Unlisted Modalities

(97039, 97139, 97799, 20999) 

 HNS Policy 

According to the American Medical Association (AMA), CPT 2017 Professional, unlisted codes are as follows: 

  • 97039 - Unlisted modality (specify type and time if constant attendance) 

  • 97139 - Unlisted therapeutic procedure (specify) 

  • 97799 - Unlisted physical medicine/rehabilitation service or procedure 

  • 20999 - Unlisted procedure, musculoskeletal system, general

 

Unlisted modality codes, as a general rule, should not be billed through HNS, including, but not limited to, 97039, 97139, 97799, and 20999.

 

CPT 97039, 97139, 97799 and 20999 all represent "unlisted modalities" and should only be reported when there is no other code that accurately describes the service provided.

 

Please keep in mind there are very few therapies/modalities utilized by chiropractors which are not represented by a specific code.
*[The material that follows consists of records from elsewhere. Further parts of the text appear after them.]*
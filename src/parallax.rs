use crate::schedule::FrameScheduler;

pub const RESET_POSITION: &str = "center top";
const MIN_SCROLL_DELTA: f64 = 0.5;

/// Scroll-linked background offset for wide landscape viewports.
pub struct ParallaxController<F> {
    frames: F,
    speed: f64,
    last_scroll_y: f64,
    pending_scroll_y: f64,
    frame_pending: bool,
}

impl<F: FrameScheduler> ParallaxController<F> {
    pub fn new(frames: F, speed: f64) -> Self {
        Self {
            frames,
            speed,
            last_scroll_y: 0.0,
            pending_scroll_y: 0.0,
            frame_pending: false,
        }
    }

    pub fn on_scroll(&mut self, scroll_y: f64) {
        self.pending_scroll_y = scroll_y;
        if self.frame_pending {
            return;
        }
        self.frame_pending = true;
        self.frames.request_frame();
    }

    /// Background position to write, or `None` when the scroll barely moved.
    pub fn on_frame(&mut self) -> Option<String> {
        self.frame_pending = false;
        let scroll_y = self.pending_scroll_y;
        if (scroll_y - self.last_scroll_y).abs() < MIN_SCROLL_DELTA {
            return None;
        }

        self.last_scroll_y = scroll_y;
        Some(format!("center {}px", scroll_y * self.speed))
    }

    pub fn teardown(&mut self) -> &'static str {
        if self.frame_pending {
            self.frames.cancel_frame();
            self.frame_pending = false;
        }
        RESET_POSITION
    }
}

#[cfg(test)]
mod tests {
    use super::*;
    use crate::schedule::manual::ManualFrames;

    #[test]
    fn offset_follows_scroll_at_speed() {
        let mut parallax = ParallaxController::new(ManualFrames::default(), 0.25);
        parallax.on_scroll(100.0);
        parallax.on_scroll(200.0);

        assert_eq!(parallax.frames.requested, 1);
        assert_eq!(parallax.on_frame().as_deref(), Some("center 50px"));
    }

    #[test]
    fn tiny_scroll_is_skipped() {
        let mut parallax = ParallaxController::new(ManualFrames::default(), 0.5);
        parallax.on_scroll(10.0);
        assert_eq!(parallax.on_frame().as_deref(), Some("center 5px"));

        parallax.on_scroll(10.25);
        assert_eq!(parallax.on_frame(), None);
    }

    #[test]
    fn teardown_cancels_pending_frame() {
        let mut parallax = ParallaxController::new(ManualFrames::default(), 0.3);
        parallax.on_scroll(50.0);

        assert_eq!(parallax.teardown(), RESET_POSITION);
        assert_eq!(parallax.frames.cancelled, 1);
        assert!(!parallax.frames.pending);

        assert_eq!(parallax.teardown(), RESET_POSITION);
        assert_eq!(parallax.frames.cancelled, 1);
    }
}
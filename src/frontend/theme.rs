use std::cell::RefCell;
use std::rc::Rc;

use gloo::events::EventListener;
use js_sys::{Function, Reflect};
use wasm_bindgen::{closure::Closure, JsCast, JsValue};
use web_sys::{window, Element, Storage};

use super::dom;
use crate::diagnostics::{log_event, LogLevel};
use crate::gates::{LIGHT_SCHEME_QUERY, REDUCED_MOTION_QUERY};
use crate::theme::{PreferenceStore, Theme, ThemeController, THEME_KEY};

fn local_storage() -> Option<Storage> {
    window()?.local_storage().ok().flatten()
}

pub struct LocalStore;

impl PreferenceStore for LocalStore {
    fn load(&self) -> Option<Theme> {
        let value = local_storage()?.get_item(THEME_KEY).ok().flatten()?;
        Theme::parse(&value)
    }

    fn save(&mut self, theme: Theme) {
        if let Some(storage) = local_storage() {
            let _ = storage.set_item(THEME_KEY, theme.as_str());
        }
    }
}

fn apply_theme(theme: Theme) {
    if let Some(body) = dom::body() {
        dom::toggle_class(&body, "light-theme", theme.is_light());
    }

    if let Some(toggle) = dom::by_id::<Element>("themeToggle") {
        let _ = toggle.set_attribute("aria-label", theme.toggle_label());
        let _ = toggle.set_attribute("aria-pressed", &theme.is_light().to_string());
    }

    if let Some(icon) = dom::query(".theme-icon") {
        dom::toggle_class(&icon, "is-light", theme.is_light());
    }
}

fn apply_theme_with_transition(theme: Theme) {
    if dom::matches_media(REDUCED_MOTION_QUERY) {
        apply_theme(theme);
        return;
    }

    let Some(document) = dom::document() else {
        apply_theme(theme);
        return;
    };

    let document_js: JsValue = document.into();
    let Ok(start_view_transition) =
        Reflect::get(&document_js, &JsValue::from_str("startViewTransition"))
    else {
        apply_theme(theme);
        return;
    };

    let Some(start_view_transition) = start_view_transition.dyn_ref::<Function>() else {
        apply_theme(theme);
        return;
    };

    let callback = Closure::once_into_js(move || apply_theme(theme));
    if start_view_transition.call1(&document_js, &callback).is_err() {
        apply_theme(theme);
    }
}

pub struct ThemeGuard {
    _controller: Rc<RefCell<ThemeController<LocalStore>>>,
    _listeners: Vec<EventListener>,
}

pub fn install() -> ThemeGuard {
    let controller = Rc::new(RefCell::new(ThemeController::new(
        LocalStore,
        dom::matches_media(LIGHT_SCHEME_QUERY),
    )));
    apply_theme(controller.borrow().current());

    let mut listeners = Vec::new();

    if let Some(toggle) = dom::by_id::<Element>("themeToggle") {
        let controller = controller.clone();
        listeners.push(EventListener::new(&toggle, "click", move |_| {
            let next = controller.borrow_mut().toggle();
            apply_theme_with_transition(next);
            log_event(
                LogLevel::Debug,
                "theme_toggled",
                serde_json::json!({ "theme": next.as_str() }),
            );
        }));
    }

    let system_controller = controller.clone();
    if let Some(listener) = dom::on_media_change(LIGHT_SCHEME_QUERY, move |prefers_light| {
        if let Some(theme) = system_controller.borrow_mut().on_system_change(prefers_light) {
            apply_theme(theme);
        }
    }) {
        listeners.push(listener);
    }

    ThemeGuard {
        _controller: controller,
        _listeners: listeners,
    }
}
As such, neither HNS, nor healthcare plans contracted with HNS, would expect to see any of the unlisted modality codes reported.

 

Please do not bill any of these unlisted modality codes without first contacting HNS to discuss what service you are providing.

 

Please email your HNS Service Representative and explain what service you want to provide, and HNS will assist you with ensuring you report the correct code on the claim form.

 

Note:  Low Level Laser
Never bill an unlisted modality code for this service. If laser is covered, it must be billed with the correct code which is S8948 (application of a modality (requiring constant provider attendance) to one or more areas; low-level laser; each 15 minutes).

 

HNS Policies: Documentation/Billing for all Therapies/Modalities
When performed and billed to a payor, modalities/therapies must be properly documented in the health care record and accurately reported using the most appropriate code.

 

When performed and billed to a payor, modalities/therapies must be medically necessary and consistent with the chief complaint/clinical findings, diagnoses and treatment plan.

 

Documentation in the health care record must include the rationale for each therapy and must clearly establish the medical necessity for each therapy billed to the payor.

 

For ALL modalities and therapies, documentation must include: 

  • Type of modality

     

  • Rationale

     

  • Area of application (specific region treated)

     

  • Setting and frequency (as applicable)

     

  • If time based code, actual time service performed

  

During the initial phase of care, no more than two therapies or modalities per visit are considered usual and customary.

 

There should be a reduction in the use of therapies as the patient's condition improves.